Work to complete: Each line in the listing below that contains "RelayConfig" should be returned.

Supplied entries:
// ---------------------------------------------------------------------------
// Tests
// ---------------------------------------------------------------------------

#[cfg(test)]
mod tests {
    use super::*;
    use axum::body::Body;
    use axum::http::{Request, StatusCode};
    use http_body_util::BodyExt;
    use prometheus::Registry;
    use std::sync::Arc;
    use tower::ServiceExt;
    use txsub_protocol::client::mock::MockCoreClient;
    use txsub_protocol::client::{RequestError, TxStatus};
    use txsub_protocol::envelope::fixtures;
    use txsub_protocol::{
        InstrumentedCoreClient, RelayConfig, SubmissionAcknowledgment, SubmissionMetrics,
        SyncState,
    };

    struct TestApp {
        router: Router,
        core: Arc<MockCoreClient>,
        sync: SyncState,
    }

    fn test_app_with(config: RelayConfig, core: MockCoreClient) -> TestApp {
        let core = Arc::new(core);
        let sync = SyncState::synced();
        let metrics = SubmissionMetrics::register(&Registry::new()).unwrap();
        let client = InstrumentedCoreClient::new(core.clone(), metrics);
        let state = AppState {
            version: "0.1.0-test".into(),
            network: "pubnet".into(),
            service: SubmissionService::new(&config, client, Arc::new(sync.clone())),
        };
        TestApp {
            router: create_router(state),
            core,
            sync,
        }
    }

    fn test_app(core: MockCoreClient) -> TestApp {
        test_app_with(RelayConfig::default(), core)
    }

    fn replying(status: TxStatus) -> MockCoreClient {
        MockCoreClient::replying(Ok(SubmissionAcknowledgment::status(status)))
    }

    /// `tx=<raw>`, form-encoded.
    fn form_body(raw: &str) -> String {
        reqwest::Url::parse_with_params("http://relay.test/", [("tx", raw)])
            .unwrap()
            .query()
            .unwrap_or_default()
            .to_string()
    }

    async fn send(router: &Router, req: Request<Body>) -> (StatusCode, String, Vec<u8>) {
        let resp = router.clone().oneshot(req).await.unwrap();
        let status = resp.status();
        let content_type = resp
            .headers()
            .get(CONTENT_TYPE)
            .and_then(|v| v.to_str().ok())
            .unwrap_or_default()
            .to_string();
        let body = resp
            .into_body()
            .collect()
            .await
            .unwrap()
            .to_bytes()
            .to_vec();
        (status, content_type, body)
    }

    /// Sends a GET request and returns the (status, body_bytes).
    async fn get(router: &Router, path: &str) -> (StatusCode, Vec<u8>) {
        let req = Request::builder().uri(path).body(Body::empty()).unwrap();
        let (status, _, body) = send(router, req).await;
        (status, body)
    }

    /// Submits `raw` as a urlencoded form.
    async fn post_form(router: &Router, raw: &str) -> (StatusCode, String, Vec<u8>) {
        let req = Request::builder()
            .method("POST")
            .uri("/transactions_async")
            .header(CONTENT_TYPE, "application/x-www-form-urlencoded")
            .body(Body::from(form_body(raw)))
            .unwrap();
        send(router, req).await
    }

    // -- 1. Health endpoint ----------------------------------------------------

    #[tokio::test]
    async fn health_endpoint_returns_ok() {
        let app = test_app(replying(TxStatus::Pending));
        let (status, body) = get(&app.router, "/health").await;

        assert_eq!(status, StatusCode::OK);
        let json: serde_json::Value = serde_json::from_slice(&body).unwrap();
        assert_eq!(json["status"], "ok");
    }

    // -- 2. Status endpoint reflects sync state --------------------------------

    #[tokio::test]
    async fn status_endpoint_reports_core_sync() {
        let app = test_app(replying(TxStatus::Pending));
        let (_, body) = get(&app.router, "/status").await;
        let resp: StatusResponse = serde_json::from_slice(&body).unwrap();
        assert!(resp.core_synced);
        assert!(resp.submission_enabled);
        assert_eq!(resp.network, "pubnet");

        app.sync.set_synced(false);
        let (status, body) = get(&app.router, "/status").await;
        assert_eq!(status, StatusCode::OK);
        let resp: StatusResponse = serde_json::from_slice(&body).unwrap();
        assert!(!resp.core_synced);
    }

    // -- 3. Pending submission over a urlencoded form --------------------------

    #[tokio::test]
    async fn form_submission_pending() {
        let app = test_app(replying(TxStatus::Pending));
        let raw = fixtures::v1_envelope_xdr(1);
        let (status, content_type, body) = post_form(&app.router, &raw).await;

        assert_eq!(status, StatusCode::CREATED);
        assert!(content_type.starts_with("application/json"));
        let resp: SubmissionResponse = serde_json::from_slice(&body).unwrap();
        assert_eq!(resp.tx_status, "PENDING");
        assert_eq!(resp.status, 201);
        assert_eq!(resp.hash.len(), 64);
        assert_eq!(app.core.submissions(), vec![raw]);
    }

    // -- 4. Multipart submission -----------------------------------------------

    #[tokio::test]
    async fn multipart_submission() {
        let app = test_app(replying(TxStatus::Duplicate));
        let raw = fixtures::fee_bump_envelope_xdr(2);
        let body = format!(
            "--XBOUNDARY\r\n\
             Content-Disposition: form-data; name=\"tx\"\r\n\r\n\
             {raw}\r\n\
             --XBOUNDARY--\r\n"
        );
        let req = Request::builder()
            .method("POST")
            .uri("/transactions_async")
            .header(CONTENT_TYPE, "multipart/form-data; boundary=XBOUNDARY")
            .body(Body::from(body))
            .unwrap();
        let (status, _, body) = send(&app.router, req).await;

        assert_eq!(status, StatusCode::CONFLICT);
        let resp: SubmissionResponse = serde_json::from_slice(&body).unwrap();
        assert_eq!(resp.tx_status, "DUPLICATE");
        assert_eq!(app.core.submissions(), vec![raw]);
    }

    // -- 5. Query string with no content type ----------------------------------

    #[tokio::test]
    async fn query_string_submission() {
        let app = test_app(replying(TxStatus::TryAgainLater));
        let raw = fixtures::v0_envelope_xdr(3);
        let req = Request::builder()
            .method("POST")
            .uri(format!("/transactions_async?{}", form_body(&raw)))
            .body(Body::empty())
            .unwrap();
        let (status, _, body) = send(&app.router, req).await;

        assert_eq!(status, StatusCode::SERVICE_UNAVAILABLE);
        let resp: SubmissionResponse = serde_json::from_slice(&body).unwrap();
        assert_eq!(resp.tx_status, "TRY_AGAIN_LATER");
    }

    // -- 6. JSON bodies are refused --------------------------------------------

    #[tokio::test]
    async fn json_content_type_is_unsupported() {
        let app = test_app(replying(TxStatus::Pending));
        let req = Request::builder()
            .method("POST")
            .uri("/transactions_async")
            .header(CONTENT_TYPE, "application/json")
            .body(Body::from(r#"{"tx":"AAAA"}"#))
            .unwrap();
        let (status, content_type, body) = send(&app.router, req).await;

        assert_eq!(status, StatusCode::UNSUPPORTED_MEDIA_TYPE);
        assert_eq!(content_type, PROBLEM_CONTENT_TYPE);
        let problem: Problem = serde_json::from_slice(&body).unwrap();
        assert_eq!(problem.problem_type, "unsupported_media_type");
        assert_eq!(app.core.submit_calls(), 0);
    }

    // -- 7. Malformed and missing envelopes ------------------------------------

    #[tokio::test]
    async fn malformed_envelope_is_400() {
        let app = test_app(replying(TxStatus::Pending));
        let (status, content_type, body) = post_form(&app.router, "garbage").await;

        assert_eq!(status, StatusCode::BAD_REQUEST);
        assert_eq!(content_type, PROBLEM_CONTENT_TYPE);
        let problem: Problem = serde_json::from_slice(&body).unwrap();
        assert_eq!(problem.problem_type, "transaction_malformed");
        assert_eq!(problem.status, 400);
        assert_eq!(problem.extras.unwrap().envelope_xdr, "garbage");
        assert_eq!(app.core.submit_calls(), 0);
    }

    #[tokio::test]
    async fn missing_tx_field_is_malformed() {
        let app = test_app(replying(TxStatus::Pending));
        let req = Request::builder()
            .method("POST")
            .uri("/transactions_async")
            .header(CONTENT_TYPE, "application/x-www-form-urlencoded")
            .body(Body::from("memo=hello"))
            .unwrap();
        let (status, _, body) = send(&app.router, req).await;

        assert_eq!(status, StatusCode::BAD_REQUEST);
        let problem: Problem = serde_json::from_slice(&body).unwrap();
        assert_eq!(problem.problem_type, "transaction_malformed");
    }

    // -- 8. Disabled submission ------------------------------------------------

    #[tokio::test]
    async fn disabled_submission_is_405_and_echoes_envelope() {
        let config = RelayConfig {
            disable_tx_sub: true,
            ..RelayConfig::default()
        };
        let app = test_app_with(config, replying(TxStatus::Pending));
        let raw = fixtures::v1_envelope_xdr(4);
        let (status, _, body) = post_form(&app.router, &raw).await;

        assert_eq!(status, StatusCode::METHOD_NOT_ALLOWED);
        let problem: Problem = serde_json::from_slice(&body).unwrap();
        assert_eq!(problem.problem_type, "transaction_submission_disabled");
        assert_eq!(problem.extras.unwrap().envelope_xdr, raw);
    }

    // -- 9. Unsynced core ------------------------------------------------------

    #[tokio::test]
    async fn unsynced_core_is_503() {
        let app = test_app(replying(TxStatus::Pending));
        app.sync.set_synced(false);
        let (status, _, body) = post_form(&app.router, &fixtures::v1_envelope_xdr(5)).await;

        assert_eq!(status, StatusCode::SERVICE_UNAVAILABLE);
        let problem: Problem = serde_json::from_slice(&body).unwrap();
        assert_eq!(problem.problem_type, "stale_history");
        assert_eq!(app.core.submit_calls(), 0);
    }

    // -- 10. Rejected transaction echoes the result ----------------------------

    #[tokio::test]
    async fn error_status_echoes_result_xdr() {
        let app = test_app(MockCoreClient::replying(Ok(SubmissionAcknowledgment::error(
            "AAAAAAAAAGT////7AAAAAA==",
            None,
        ))));
        let (status, _, body) = post_form(&app.router, &fixtures::v1_envelope_xdr(6)).await;

        assert_eq!(status, StatusCode::BAD_REQUEST);
        let json: serde_json::Value = serde_json::from_slice(&body).unwrap();
        assert_eq!(json["tx_status"], "ERROR");
        assert_eq!(json["errorResultXdr"], "AAAAAAAAAGT////7AAAAAA==");
        assert!(json.get("diagnosticEventsXdr").is_none());
    }

    // -- 11. Upstream failures are 502 -----------------------------------------

    #[tokio::test]
    async fn upstream_failures_are_502() {
        let app = test_app(
            MockCoreClient::replying(Err(RequestError::UnexpectedStatus(500))).with_queue([
                Ok(SubmissionAcknowledgment::Exception("bad blob".into())),
                Ok(SubmissionAcknowledgment::status(TxStatus::Unknown("HUH".into()))),
            ]),
        );
        let raw = fixtures::v1_envelope_xdr(7);

        let mut types = Vec::new();
        for _ in 0..3 {
            let (status, _, body) = post_form(&app.router, &raw).await;
            assert_eq!(status, StatusCode::BAD_GATEWAY);
            let problem: Problem = serde_json::from_slice(&body).unwrap();
            types.push(problem.problem_type);
        }
        assert_eq!(
            types,
            vec![
                "transaction_submission_exception",
                "transaction_submission_invalid_status",
                "transaction_submission_failed",
            ]
        );
    }

    // -- 12. Unreadable content type is refused --------------------------------

    #[tokio::test]
    async fn non_ascii_content_type_is_unsupported() {
        let app = test_app(replying(TxStatus::Pending));
        let raw = fixtures::v1_envelope_xdr(8);
        let req = Request::builder()
            .method("POST")
            .uri(format!("/transactions_async?{}", form_body(&raw)))
            .header(
                CONTENT_TYPE,
                axum::http::HeaderValue::from_bytes(b"application/json\xff").unwrap(),
            )
            .body(Body::from("{}"))
            .unwrap();
        let (status, content_type, body) = send(&app.router, req).await;

        assert_eq!(status, StatusCode::UNSUPPORTED_MEDIA_TYPE);
        assert_eq!(content_type, PROBLEM_CONTENT_TYPE);
        let problem: Problem = serde_json::from_slice(&body).unwrap();
        assert_eq!(problem.problem_type, "unsupported_media_type");
        assert_eq!(app.core.submit_calls(), 0);
    }

    // -- 13. Repeated `tx` keys use the first value ----------------------------

    #[tokio::test]
    async fn repeated_tx_uses_first_value() {
        let app = test_app(replying(TxStatus::Pending));
        let raw = fixtures::v1_envelope_xdr(9);

        let req = Request::builder()
            .method("POST")
            .uri(format!("/transactions_async?{}&tx=x", form_body(&raw)))
            .body(Body::empty())
            .unwrap();
        let (status, _, _) = send(&app.router, req).await;
        assert_eq!(status, StatusCode::CREATED);

        let req = Request::builder()
            .method("POST")
            .uri("/transactions_async")
            .header(CONTENT_TYPE, "application/x-www-form-urlencoded")
            .body(Body::from(format!("{}&tx=x", form_body(&raw))))
            .unwrap();
        let (status, _, _) = send(&app.router, req).await;
        assert_eq!(status, StatusCode::CREATED);

        assert_eq!(app.core.submissions(), vec![raw.clone(), raw]);
    }
}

Worked solution:
        InstrumentedCoreClient, RelayConfig, SubmissionAcknowledgment, SubmissionMetrics,
    fn test_app_with(config: RelayConfig, core: MockCoreClient) -> TestApp {
        test_app_with(RelayConfig::default(), core)
        let config = RelayConfig {
            ..RelayConfig::default()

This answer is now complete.